● **Data for review**:
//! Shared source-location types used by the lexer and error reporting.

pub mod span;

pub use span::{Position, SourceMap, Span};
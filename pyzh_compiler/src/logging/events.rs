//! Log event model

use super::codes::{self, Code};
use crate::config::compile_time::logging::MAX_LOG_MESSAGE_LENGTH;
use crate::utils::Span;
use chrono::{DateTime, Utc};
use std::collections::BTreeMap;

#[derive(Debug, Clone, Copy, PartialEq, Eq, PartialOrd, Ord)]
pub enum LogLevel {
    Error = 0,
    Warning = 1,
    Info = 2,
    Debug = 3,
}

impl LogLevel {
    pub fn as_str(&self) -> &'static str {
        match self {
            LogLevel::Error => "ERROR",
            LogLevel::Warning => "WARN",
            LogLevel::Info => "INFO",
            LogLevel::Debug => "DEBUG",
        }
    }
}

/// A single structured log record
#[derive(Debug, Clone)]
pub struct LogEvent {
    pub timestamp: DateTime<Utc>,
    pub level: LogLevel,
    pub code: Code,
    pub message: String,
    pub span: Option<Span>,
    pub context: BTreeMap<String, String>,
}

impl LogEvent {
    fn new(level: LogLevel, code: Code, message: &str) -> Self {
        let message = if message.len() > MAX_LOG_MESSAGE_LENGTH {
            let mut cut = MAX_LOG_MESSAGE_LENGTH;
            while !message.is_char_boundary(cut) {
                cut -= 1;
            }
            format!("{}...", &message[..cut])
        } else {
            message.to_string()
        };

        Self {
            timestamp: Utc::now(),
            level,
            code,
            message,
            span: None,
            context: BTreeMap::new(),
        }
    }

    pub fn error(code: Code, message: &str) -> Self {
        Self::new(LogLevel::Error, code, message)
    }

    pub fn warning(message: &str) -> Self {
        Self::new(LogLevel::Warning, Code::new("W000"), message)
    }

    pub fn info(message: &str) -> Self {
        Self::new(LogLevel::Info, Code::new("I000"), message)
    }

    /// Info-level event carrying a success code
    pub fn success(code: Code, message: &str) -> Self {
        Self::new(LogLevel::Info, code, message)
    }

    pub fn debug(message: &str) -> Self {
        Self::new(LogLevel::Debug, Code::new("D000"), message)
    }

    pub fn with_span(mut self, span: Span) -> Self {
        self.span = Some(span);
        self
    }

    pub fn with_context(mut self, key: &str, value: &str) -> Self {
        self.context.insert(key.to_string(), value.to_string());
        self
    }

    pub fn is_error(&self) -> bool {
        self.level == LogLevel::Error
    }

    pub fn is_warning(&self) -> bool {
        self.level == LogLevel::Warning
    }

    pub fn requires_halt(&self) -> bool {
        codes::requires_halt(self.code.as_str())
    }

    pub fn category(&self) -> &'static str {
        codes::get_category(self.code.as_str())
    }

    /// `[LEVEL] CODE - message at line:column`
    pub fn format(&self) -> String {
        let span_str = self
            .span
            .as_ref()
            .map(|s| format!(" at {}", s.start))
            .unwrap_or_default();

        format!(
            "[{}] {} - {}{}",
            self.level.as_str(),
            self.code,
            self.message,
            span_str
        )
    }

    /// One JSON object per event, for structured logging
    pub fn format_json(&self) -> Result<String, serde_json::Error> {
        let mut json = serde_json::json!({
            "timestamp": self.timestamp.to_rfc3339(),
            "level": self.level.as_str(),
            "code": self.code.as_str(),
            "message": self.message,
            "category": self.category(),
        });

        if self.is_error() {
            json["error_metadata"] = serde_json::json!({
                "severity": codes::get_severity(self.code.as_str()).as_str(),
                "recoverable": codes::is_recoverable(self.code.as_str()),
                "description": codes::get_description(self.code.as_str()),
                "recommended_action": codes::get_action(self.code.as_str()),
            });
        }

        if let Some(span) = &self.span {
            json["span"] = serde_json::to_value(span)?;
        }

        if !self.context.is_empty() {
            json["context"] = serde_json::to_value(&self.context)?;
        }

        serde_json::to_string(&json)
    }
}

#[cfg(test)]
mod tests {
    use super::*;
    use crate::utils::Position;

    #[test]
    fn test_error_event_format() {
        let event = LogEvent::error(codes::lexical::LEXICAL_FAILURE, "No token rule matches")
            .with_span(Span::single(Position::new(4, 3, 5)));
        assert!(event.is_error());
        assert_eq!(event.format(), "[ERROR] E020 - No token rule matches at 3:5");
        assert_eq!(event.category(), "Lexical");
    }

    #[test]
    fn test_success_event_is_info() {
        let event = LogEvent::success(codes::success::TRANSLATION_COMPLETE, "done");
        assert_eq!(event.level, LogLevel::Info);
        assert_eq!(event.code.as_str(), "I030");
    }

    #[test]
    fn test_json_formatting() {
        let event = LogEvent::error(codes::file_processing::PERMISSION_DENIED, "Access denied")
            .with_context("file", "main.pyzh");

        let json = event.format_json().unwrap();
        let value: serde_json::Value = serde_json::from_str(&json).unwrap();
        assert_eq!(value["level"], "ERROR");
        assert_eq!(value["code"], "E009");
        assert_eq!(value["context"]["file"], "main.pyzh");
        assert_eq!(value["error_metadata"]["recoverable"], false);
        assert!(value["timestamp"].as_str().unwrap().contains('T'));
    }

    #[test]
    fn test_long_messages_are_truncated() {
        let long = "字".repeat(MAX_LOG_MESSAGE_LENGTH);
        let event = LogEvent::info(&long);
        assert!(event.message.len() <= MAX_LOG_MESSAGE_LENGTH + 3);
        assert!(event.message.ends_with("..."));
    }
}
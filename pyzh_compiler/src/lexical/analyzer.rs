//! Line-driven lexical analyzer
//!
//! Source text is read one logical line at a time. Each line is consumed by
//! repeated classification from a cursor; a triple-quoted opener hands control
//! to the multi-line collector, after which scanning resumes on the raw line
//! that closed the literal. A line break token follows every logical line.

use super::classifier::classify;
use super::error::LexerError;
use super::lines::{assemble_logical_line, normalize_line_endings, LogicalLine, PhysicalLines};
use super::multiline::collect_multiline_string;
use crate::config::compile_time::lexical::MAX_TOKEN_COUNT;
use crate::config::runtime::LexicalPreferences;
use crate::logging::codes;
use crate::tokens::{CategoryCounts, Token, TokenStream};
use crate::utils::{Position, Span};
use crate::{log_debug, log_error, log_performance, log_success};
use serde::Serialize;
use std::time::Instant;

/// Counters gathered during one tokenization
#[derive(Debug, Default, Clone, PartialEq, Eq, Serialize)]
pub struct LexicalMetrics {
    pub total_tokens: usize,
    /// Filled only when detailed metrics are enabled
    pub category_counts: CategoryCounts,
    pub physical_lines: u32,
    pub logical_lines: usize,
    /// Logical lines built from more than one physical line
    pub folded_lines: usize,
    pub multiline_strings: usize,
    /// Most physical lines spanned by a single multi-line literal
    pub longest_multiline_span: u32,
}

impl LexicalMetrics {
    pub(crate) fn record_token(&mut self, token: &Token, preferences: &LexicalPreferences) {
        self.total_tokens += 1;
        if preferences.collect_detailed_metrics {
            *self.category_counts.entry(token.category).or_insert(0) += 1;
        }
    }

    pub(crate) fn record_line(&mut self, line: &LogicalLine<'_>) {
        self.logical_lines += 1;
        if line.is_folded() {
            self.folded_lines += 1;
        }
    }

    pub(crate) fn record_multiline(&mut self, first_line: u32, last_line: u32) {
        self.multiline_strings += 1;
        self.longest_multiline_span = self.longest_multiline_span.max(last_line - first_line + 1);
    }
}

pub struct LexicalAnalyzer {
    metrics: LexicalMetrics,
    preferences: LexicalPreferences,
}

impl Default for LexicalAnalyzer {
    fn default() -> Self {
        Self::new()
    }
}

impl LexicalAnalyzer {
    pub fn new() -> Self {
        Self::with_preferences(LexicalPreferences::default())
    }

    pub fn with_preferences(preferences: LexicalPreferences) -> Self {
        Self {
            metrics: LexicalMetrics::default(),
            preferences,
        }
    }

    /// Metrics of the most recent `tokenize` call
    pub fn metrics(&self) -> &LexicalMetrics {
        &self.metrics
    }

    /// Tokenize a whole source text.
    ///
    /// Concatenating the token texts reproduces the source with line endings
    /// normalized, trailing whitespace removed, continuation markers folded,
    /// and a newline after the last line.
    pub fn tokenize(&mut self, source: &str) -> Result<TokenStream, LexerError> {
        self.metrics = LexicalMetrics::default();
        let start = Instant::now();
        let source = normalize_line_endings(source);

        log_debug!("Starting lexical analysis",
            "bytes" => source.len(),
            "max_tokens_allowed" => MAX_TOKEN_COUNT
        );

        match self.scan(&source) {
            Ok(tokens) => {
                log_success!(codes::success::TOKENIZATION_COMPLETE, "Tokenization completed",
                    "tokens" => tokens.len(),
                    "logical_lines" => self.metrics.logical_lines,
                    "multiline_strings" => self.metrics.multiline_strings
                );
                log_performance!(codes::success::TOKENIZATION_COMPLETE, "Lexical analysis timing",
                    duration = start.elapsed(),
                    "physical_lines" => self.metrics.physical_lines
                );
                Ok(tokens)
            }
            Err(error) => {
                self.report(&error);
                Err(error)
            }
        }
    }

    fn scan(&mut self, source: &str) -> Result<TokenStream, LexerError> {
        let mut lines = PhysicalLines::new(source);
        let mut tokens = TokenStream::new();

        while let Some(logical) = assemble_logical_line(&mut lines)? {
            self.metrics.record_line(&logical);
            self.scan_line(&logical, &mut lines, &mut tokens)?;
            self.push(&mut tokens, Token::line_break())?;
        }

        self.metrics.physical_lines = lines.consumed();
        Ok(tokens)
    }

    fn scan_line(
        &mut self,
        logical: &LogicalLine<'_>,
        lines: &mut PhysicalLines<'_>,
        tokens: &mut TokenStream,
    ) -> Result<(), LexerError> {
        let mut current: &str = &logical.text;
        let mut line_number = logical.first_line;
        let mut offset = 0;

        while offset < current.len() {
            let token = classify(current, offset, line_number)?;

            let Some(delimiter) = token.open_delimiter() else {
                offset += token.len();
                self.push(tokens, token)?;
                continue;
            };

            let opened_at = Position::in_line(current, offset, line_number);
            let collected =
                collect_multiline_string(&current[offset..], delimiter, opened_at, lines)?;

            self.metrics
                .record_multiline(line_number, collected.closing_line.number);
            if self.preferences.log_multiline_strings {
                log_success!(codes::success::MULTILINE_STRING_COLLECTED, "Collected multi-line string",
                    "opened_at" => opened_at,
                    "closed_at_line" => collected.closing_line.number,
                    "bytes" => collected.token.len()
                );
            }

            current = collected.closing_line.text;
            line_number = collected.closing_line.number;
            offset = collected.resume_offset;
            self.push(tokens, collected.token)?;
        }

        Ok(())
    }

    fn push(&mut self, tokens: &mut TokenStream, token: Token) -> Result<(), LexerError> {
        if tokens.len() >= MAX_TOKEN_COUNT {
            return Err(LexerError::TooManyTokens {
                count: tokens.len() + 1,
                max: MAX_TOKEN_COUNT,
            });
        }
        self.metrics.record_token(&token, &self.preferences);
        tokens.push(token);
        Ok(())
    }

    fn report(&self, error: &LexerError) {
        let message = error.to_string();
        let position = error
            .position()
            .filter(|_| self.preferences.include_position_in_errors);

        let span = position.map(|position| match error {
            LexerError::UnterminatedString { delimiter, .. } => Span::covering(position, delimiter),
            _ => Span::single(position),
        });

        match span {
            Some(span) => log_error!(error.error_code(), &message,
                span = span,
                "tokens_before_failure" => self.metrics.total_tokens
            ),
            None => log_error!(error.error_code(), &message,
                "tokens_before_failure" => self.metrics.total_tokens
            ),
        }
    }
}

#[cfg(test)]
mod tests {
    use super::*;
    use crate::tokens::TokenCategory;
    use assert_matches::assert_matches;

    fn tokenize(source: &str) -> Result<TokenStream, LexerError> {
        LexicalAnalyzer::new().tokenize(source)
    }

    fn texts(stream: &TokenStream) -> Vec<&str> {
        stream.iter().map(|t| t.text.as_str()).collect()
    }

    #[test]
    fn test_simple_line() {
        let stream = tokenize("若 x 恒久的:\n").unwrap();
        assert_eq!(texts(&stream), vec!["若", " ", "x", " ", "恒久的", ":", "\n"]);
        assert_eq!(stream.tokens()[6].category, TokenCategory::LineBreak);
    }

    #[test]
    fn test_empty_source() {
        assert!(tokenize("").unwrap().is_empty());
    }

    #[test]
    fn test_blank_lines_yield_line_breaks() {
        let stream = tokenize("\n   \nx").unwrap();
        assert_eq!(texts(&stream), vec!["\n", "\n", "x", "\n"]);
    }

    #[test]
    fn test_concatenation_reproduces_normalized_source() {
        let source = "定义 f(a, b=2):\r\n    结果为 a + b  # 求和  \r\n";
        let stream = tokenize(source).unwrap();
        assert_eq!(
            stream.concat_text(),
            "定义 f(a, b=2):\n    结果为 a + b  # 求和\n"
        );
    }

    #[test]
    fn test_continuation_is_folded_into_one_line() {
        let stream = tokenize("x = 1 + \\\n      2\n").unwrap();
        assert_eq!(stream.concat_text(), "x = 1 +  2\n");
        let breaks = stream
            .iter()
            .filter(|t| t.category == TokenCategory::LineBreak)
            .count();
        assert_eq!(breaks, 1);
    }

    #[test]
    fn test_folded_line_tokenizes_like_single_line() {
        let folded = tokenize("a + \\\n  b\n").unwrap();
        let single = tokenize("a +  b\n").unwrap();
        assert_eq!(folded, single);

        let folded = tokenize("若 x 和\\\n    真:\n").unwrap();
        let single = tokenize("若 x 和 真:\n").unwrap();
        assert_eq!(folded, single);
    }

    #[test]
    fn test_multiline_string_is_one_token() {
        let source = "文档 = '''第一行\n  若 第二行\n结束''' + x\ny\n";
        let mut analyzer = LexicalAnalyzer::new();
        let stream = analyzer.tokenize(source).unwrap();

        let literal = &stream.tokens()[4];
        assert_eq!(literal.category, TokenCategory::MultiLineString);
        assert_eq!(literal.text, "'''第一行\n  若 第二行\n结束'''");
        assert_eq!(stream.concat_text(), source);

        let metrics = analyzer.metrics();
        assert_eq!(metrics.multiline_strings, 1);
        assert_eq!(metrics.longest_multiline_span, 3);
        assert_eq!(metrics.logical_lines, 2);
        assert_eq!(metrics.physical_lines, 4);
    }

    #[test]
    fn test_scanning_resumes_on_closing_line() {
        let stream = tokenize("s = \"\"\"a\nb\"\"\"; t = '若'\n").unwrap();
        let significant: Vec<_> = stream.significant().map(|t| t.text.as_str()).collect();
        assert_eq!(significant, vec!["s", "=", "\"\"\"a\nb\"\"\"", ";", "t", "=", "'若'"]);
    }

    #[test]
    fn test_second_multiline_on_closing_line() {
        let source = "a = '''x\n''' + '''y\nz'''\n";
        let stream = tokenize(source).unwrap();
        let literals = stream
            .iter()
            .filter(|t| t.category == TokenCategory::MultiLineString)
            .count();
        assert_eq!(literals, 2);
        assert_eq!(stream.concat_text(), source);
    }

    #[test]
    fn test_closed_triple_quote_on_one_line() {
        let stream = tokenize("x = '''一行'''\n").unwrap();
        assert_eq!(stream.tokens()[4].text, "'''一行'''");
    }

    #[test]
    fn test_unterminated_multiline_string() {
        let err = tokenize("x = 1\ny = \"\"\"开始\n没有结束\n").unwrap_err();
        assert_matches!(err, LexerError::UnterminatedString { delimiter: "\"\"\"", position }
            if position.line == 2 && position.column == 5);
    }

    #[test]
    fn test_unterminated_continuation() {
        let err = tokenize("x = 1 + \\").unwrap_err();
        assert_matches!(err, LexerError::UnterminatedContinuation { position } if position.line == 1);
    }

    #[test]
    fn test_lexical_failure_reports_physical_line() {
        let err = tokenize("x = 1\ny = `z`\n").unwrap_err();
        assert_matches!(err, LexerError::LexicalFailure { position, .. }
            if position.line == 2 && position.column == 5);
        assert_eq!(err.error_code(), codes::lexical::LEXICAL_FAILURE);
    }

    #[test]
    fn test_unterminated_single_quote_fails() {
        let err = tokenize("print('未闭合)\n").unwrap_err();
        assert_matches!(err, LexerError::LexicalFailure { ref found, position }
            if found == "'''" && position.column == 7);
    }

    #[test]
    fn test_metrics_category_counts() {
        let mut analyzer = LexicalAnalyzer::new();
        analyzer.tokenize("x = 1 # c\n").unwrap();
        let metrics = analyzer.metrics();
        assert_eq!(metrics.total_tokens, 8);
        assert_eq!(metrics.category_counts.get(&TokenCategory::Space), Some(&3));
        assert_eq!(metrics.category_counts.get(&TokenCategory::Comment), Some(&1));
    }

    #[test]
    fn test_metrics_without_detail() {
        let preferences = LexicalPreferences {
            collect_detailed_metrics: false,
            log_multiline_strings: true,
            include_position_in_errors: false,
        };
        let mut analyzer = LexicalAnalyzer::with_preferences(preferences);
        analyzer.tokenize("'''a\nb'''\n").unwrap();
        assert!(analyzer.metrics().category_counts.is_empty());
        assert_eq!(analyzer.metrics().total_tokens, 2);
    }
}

● **About this exercise**:
Your answer should be only a number: how many lines in the records hold the word "Serialize".

● **Solution**:
2